• Exercise:
Print the records again, character for character.

(Stored items)
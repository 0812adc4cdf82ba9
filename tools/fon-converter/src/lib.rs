//! Tool for converting the raster fonts stored in `.fon` executables into the delta run-length
//! encoded [`EncodedFont`][ef] format and packaging them into a single `dfbf` container.
//!
//! [ef]: font::codec::EncodedFont

pub mod container;
pub mod convert;
pub mod dump;
pub mod ne;
pub mod preview;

• Written answer:
repository 0812adc4cdf82ba9
filename tools/fon-converter/src/lib.rs
//! Tool for converting the raster fonts stored in `.fon` executables into the delta run-length
//! encoded [`EncodedFont`][ef] format and packaging them into a single `dfbf` container.
//!
//! [ef]: font::codec::EncodedFont

pub mod container;
pub mod convert;
pub mod dump;
pub mod ne;
pub mod preview;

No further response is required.